━━ SOURCE MATERIAL ━━
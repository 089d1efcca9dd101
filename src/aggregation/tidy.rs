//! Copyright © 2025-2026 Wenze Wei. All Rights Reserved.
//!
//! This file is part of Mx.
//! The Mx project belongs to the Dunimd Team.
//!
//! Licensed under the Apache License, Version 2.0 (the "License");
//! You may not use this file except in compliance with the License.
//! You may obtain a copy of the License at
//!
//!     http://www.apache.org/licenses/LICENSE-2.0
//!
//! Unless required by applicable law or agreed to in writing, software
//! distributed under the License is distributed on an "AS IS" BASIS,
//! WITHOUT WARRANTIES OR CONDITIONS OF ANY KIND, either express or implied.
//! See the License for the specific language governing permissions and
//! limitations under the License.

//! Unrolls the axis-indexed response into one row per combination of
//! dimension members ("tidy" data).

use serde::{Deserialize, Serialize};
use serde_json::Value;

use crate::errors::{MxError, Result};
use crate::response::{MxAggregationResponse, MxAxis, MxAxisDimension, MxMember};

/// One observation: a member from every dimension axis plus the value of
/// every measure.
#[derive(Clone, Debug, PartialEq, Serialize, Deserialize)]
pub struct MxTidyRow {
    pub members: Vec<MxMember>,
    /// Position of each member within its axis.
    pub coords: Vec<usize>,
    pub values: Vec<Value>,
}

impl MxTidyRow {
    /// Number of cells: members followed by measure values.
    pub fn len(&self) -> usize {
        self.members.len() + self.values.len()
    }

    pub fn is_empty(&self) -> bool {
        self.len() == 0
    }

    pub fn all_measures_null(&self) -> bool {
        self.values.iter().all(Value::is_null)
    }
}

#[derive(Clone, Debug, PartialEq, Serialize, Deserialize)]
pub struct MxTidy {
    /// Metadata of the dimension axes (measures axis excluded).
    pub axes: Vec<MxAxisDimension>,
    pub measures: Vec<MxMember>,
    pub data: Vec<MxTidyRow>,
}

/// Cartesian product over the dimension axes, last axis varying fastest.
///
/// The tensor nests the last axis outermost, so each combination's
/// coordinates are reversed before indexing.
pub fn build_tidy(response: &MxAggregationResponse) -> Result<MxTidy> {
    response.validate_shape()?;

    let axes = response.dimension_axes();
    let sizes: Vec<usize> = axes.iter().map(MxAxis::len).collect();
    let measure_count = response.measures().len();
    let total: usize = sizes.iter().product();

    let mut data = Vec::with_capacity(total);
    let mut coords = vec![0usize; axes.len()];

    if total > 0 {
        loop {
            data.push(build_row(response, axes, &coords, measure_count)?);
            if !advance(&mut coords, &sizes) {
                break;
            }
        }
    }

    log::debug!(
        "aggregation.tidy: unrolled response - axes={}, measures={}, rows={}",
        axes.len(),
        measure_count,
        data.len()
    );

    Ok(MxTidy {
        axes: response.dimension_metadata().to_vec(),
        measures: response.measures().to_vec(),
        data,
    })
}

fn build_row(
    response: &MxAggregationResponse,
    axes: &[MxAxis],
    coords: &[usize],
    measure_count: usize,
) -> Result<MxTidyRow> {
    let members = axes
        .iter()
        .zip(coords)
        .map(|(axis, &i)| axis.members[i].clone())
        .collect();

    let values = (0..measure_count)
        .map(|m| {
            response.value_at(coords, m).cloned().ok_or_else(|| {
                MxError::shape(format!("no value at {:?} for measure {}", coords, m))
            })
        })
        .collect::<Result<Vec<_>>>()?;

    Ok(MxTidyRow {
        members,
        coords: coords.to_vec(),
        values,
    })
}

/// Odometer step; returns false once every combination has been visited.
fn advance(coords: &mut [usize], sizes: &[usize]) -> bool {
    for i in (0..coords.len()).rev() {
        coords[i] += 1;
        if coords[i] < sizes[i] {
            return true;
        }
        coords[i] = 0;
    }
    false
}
━━━
What is needed is an exact transcription of every entry.

repository 089d1efcca9dd101
filename src/aggregation/tidy.rs
//! Copyright © 2025-2026 Wenze Wei. All Rights Reserved.
//!
//! This file is part of Mx.
//! The Mx project belongs to the Dunimd Team.
//!
//! Licensed under the Apache License, Version 2.0 (the "License");
//! You may not use this file except in compliance with the License.
//! You may obtain a copy of the License at
//!
//!     http://www.apache.org/licenses/LICENSE-2.0
//!
//! Unless required by applicable law or agreed to in writing, software
//! distributed under the License is distributed on an "AS IS" BASIS,
//! WITHOUT WARRANTIES OR CONDITIONS OF ANY KIND, either express or implied.
//! See the License for the specific language governing permissions and
//! limitations under the License.

//! Unrolls the axis-indexed response into one row per combination of
//! dimension members ("tidy" data).

use serde::{Deserialize, Serialize};
use serde_json::Value;

use crate::errors::{MxError, Result};
use crate::response::{MxAggregationResponse, MxAxis, MxAxisDimension, MxMember};

/// One observation: a member from every dimension axis plus the value of
/// every measure.
#[derive(Clone, Debug, PartialEq, Serialize, Deserialize)]
pub struct MxTidyRow {
    pub members: Vec<MxMember>,
    /// Position of each member within its axis.
    pub coords: Vec<usize>,
    pub values: Vec<Value>,
}

impl MxTidyRow {
    /// Number of cells: members followed by measure values.
    pub fn len(&self) -> usize {
        self.members.len() + self.values.len()
    }

    pub fn is_empty(&self) -> bool {
        self.len() == 0
    }

    pub fn all_measures_null(&self) -> bool {
        self.values.iter().all(Value::is_null)
    }
}

#[derive(Clone, Debug, PartialEq, Serialize, Deserialize)]
pub struct MxTidy {
    /// Metadata of the dimension axes (measures axis excluded).
    pub axes: Vec<MxAxisDimension>,
    pub measures: Vec<MxMember>,
    pub data: Vec<MxTidyRow>,
}

/// Cartesian product over the dimension axes, last axis varying fastest.
///
/// The tensor nests the last axis outermost, so each combination's
/// coordinates are reversed before indexing.
pub fn build_tidy(response: &MxAggregationResponse) -> Result<MxTidy> {
    response.validate_shape()?;

    let axes = response.dimension_axes();
    let sizes: Vec<usize> = axes.iter().map(MxAxis::len).collect();
    let measure_count = response.measures().len();
    let total: usize = sizes.iter().product();

    let mut data = Vec::with_capacity(total);
    let mut coords = vec![0usize; axes.len()];

    if total > 0 {
        loop {
            data.push(build_row(response, axes, &coords, measure_count)?);
            if !advance(&mut coords, &sizes) {
                break;
            }
        }
    }

    log::debug!(
        "aggregation.tidy: unrolled response - axes={}, measures={}, rows={}",
        axes.len(),
        measure_count,
        data.len()
    );

    Ok(MxTidy {
        axes: response.dimension_metadata().to_vec(),
        measures: response.measures().to_vec(),
        data,
    })
}

fn build_row(
    response: &MxAggregationResponse,
    axes: &[MxAxis],
    coords: &[usize],
    measure_count: usize,
) -> Result<MxTidyRow> {
    let members = axes
        .iter()
        .zip(coords)
        .map(|(axis, &i)| axis.members[i].clone())
        .collect();

    let values = (0..measure_count)
        .map(|m| {
            response.value_at(coords, m).cloned().ok_or_else(|| {
                MxError::shape(format!("no value at {:?} for measure {}", coords, m))
            })
        })
        .collect::<Result<Vec<_>>>()?;

    Ok(MxTidyRow {
        members,
        coords: coords.to_vec(),
        values,
    })
}

/// Odometer step; returns false once every combination has been visited.
fn advance(coords: &mut [usize], sizes: &[usize]) -> bool {
    for i in (0..coords.len()).rev() {
        coords[i] += 1;
        if coords[i] < sizes[i] {
            return true;
        }
        coords[i] = 0;
    }
    false
}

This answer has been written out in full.